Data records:

+ + + + +

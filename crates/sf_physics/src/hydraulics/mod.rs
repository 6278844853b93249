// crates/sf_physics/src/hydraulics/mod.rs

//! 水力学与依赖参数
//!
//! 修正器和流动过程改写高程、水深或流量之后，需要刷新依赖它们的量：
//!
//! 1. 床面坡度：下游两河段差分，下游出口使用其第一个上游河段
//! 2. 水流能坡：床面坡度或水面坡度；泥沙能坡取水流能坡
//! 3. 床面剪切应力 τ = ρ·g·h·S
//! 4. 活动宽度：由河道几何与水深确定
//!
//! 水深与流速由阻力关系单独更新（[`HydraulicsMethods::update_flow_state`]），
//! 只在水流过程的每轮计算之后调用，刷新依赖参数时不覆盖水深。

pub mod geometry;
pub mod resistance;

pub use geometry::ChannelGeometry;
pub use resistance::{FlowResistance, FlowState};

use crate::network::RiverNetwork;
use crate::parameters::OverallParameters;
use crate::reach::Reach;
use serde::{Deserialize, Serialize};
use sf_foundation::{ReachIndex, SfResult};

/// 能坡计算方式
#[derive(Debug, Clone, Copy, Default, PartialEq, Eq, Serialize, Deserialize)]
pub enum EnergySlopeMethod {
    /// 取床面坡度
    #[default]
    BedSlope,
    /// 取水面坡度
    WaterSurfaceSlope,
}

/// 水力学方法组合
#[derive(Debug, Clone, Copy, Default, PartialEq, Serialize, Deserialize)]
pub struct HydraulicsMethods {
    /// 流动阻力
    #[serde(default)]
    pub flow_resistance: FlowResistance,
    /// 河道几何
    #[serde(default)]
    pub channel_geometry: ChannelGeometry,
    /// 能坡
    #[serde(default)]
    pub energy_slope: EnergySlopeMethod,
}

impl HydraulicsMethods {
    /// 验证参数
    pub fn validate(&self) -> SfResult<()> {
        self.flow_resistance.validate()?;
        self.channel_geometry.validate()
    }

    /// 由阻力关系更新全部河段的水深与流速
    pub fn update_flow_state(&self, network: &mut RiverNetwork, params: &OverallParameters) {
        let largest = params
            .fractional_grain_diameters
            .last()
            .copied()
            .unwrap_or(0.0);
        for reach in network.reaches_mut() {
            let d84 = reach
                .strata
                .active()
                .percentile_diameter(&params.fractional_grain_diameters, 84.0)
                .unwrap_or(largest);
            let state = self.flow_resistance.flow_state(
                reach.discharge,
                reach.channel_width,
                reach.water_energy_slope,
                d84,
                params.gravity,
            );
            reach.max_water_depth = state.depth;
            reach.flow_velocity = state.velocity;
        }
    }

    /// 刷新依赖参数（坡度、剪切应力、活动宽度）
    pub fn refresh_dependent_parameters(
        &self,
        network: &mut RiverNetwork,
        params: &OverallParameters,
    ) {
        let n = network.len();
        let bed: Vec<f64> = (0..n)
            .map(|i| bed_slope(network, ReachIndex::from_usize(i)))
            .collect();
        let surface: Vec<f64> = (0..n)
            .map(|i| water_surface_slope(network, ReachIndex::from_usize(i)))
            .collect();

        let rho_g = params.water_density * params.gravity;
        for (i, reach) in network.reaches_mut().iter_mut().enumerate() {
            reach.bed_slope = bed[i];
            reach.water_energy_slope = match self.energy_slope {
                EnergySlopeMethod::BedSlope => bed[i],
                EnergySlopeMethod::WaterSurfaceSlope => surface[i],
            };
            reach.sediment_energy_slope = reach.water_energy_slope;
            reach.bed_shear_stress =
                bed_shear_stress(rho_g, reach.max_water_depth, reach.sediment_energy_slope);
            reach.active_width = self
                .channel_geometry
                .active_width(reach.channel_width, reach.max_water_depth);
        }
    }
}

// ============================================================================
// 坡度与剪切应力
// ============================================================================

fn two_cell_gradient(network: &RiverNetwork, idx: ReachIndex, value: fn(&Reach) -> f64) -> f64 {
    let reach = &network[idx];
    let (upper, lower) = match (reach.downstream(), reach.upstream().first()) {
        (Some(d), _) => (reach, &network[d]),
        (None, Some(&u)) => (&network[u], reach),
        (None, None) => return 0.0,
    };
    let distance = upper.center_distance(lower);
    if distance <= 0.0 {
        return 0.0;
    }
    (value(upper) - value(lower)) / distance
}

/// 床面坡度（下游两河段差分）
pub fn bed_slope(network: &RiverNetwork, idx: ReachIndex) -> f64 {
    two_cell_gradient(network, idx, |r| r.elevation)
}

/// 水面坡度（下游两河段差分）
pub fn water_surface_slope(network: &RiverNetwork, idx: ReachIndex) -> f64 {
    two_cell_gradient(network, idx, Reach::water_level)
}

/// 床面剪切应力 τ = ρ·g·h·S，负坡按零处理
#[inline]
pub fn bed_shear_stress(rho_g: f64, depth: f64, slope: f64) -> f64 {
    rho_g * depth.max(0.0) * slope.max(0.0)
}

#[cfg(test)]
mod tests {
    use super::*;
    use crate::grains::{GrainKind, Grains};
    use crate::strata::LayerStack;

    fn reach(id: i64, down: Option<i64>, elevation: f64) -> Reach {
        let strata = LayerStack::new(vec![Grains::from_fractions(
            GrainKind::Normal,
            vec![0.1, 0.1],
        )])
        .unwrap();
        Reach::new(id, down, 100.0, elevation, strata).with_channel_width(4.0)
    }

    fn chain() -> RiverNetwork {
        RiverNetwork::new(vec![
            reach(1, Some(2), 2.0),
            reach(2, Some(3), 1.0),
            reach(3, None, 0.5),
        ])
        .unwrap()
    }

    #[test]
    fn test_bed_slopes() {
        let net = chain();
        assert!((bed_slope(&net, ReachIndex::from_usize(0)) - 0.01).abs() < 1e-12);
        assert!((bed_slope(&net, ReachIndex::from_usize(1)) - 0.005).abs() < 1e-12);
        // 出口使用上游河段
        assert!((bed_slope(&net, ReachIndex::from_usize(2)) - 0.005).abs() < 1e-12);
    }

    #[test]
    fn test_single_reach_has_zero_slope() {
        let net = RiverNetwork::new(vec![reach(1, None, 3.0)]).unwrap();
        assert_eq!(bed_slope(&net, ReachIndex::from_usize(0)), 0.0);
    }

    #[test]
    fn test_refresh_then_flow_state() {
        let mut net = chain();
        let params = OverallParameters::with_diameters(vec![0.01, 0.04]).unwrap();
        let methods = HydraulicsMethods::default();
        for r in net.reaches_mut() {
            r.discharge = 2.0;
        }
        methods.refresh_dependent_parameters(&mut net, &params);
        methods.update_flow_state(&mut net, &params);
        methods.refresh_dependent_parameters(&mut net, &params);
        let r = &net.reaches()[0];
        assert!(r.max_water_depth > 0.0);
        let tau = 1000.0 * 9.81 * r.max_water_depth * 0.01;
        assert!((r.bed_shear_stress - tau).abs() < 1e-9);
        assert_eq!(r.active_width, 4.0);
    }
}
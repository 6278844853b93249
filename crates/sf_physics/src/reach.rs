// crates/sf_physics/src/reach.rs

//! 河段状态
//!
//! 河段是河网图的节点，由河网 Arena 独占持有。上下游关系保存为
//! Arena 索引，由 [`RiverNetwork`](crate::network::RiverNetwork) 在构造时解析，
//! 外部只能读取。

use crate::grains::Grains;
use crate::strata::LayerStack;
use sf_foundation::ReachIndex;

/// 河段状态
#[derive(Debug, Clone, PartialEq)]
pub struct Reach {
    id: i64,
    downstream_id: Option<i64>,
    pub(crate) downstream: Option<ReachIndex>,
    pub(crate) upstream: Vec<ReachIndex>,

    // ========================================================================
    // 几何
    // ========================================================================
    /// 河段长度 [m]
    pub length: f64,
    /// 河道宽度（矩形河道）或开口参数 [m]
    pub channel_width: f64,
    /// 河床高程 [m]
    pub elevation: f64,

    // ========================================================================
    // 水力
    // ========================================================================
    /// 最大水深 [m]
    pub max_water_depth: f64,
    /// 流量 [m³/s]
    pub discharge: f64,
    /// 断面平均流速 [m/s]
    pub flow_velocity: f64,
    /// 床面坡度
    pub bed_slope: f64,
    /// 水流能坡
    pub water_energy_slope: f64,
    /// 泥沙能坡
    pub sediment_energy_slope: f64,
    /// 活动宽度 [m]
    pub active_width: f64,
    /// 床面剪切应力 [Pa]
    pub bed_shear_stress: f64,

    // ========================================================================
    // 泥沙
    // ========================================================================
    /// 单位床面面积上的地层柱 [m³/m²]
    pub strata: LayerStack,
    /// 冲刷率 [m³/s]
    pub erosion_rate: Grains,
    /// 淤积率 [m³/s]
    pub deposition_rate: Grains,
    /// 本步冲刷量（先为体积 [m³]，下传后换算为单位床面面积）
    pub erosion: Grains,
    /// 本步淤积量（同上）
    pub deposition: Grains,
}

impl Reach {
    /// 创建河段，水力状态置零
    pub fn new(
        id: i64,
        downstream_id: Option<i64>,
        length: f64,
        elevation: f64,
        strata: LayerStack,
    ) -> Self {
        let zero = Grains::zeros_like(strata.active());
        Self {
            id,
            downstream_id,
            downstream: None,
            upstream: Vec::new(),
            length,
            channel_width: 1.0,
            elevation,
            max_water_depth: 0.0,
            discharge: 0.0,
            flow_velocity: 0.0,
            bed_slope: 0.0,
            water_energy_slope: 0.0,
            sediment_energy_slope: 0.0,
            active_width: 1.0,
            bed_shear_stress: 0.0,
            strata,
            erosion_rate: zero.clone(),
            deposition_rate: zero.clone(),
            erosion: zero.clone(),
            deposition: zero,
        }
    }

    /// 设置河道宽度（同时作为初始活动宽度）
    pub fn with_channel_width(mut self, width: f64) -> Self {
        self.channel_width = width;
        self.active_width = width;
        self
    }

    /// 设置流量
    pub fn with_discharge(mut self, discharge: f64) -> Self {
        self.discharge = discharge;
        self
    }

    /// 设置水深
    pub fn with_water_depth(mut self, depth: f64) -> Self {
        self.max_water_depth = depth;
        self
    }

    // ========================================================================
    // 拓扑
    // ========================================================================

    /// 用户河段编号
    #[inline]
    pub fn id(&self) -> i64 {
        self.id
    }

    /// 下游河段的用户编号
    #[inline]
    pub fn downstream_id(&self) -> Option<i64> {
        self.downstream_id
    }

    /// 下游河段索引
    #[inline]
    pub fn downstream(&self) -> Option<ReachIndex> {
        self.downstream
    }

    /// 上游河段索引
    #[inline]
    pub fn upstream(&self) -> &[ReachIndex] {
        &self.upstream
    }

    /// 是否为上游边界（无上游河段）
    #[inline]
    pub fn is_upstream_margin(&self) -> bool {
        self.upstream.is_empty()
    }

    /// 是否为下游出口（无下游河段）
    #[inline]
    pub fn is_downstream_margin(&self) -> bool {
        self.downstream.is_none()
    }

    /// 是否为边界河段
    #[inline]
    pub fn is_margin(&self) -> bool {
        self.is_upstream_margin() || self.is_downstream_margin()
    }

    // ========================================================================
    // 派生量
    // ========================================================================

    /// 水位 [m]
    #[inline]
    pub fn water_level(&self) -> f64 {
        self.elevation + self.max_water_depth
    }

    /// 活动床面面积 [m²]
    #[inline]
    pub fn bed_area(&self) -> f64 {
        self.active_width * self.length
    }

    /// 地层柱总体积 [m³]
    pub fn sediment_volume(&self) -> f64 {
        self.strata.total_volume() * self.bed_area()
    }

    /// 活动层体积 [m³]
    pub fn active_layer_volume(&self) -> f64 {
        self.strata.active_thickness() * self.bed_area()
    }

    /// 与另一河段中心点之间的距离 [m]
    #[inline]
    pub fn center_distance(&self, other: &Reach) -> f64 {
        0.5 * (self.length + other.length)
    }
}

+ + + + +

EXERCISE BRIEF – Now copy each line of the entries that mentions "impl".

OUTPUT FOR THIS TASK –
impl HydraulicsMethods {
impl Reach {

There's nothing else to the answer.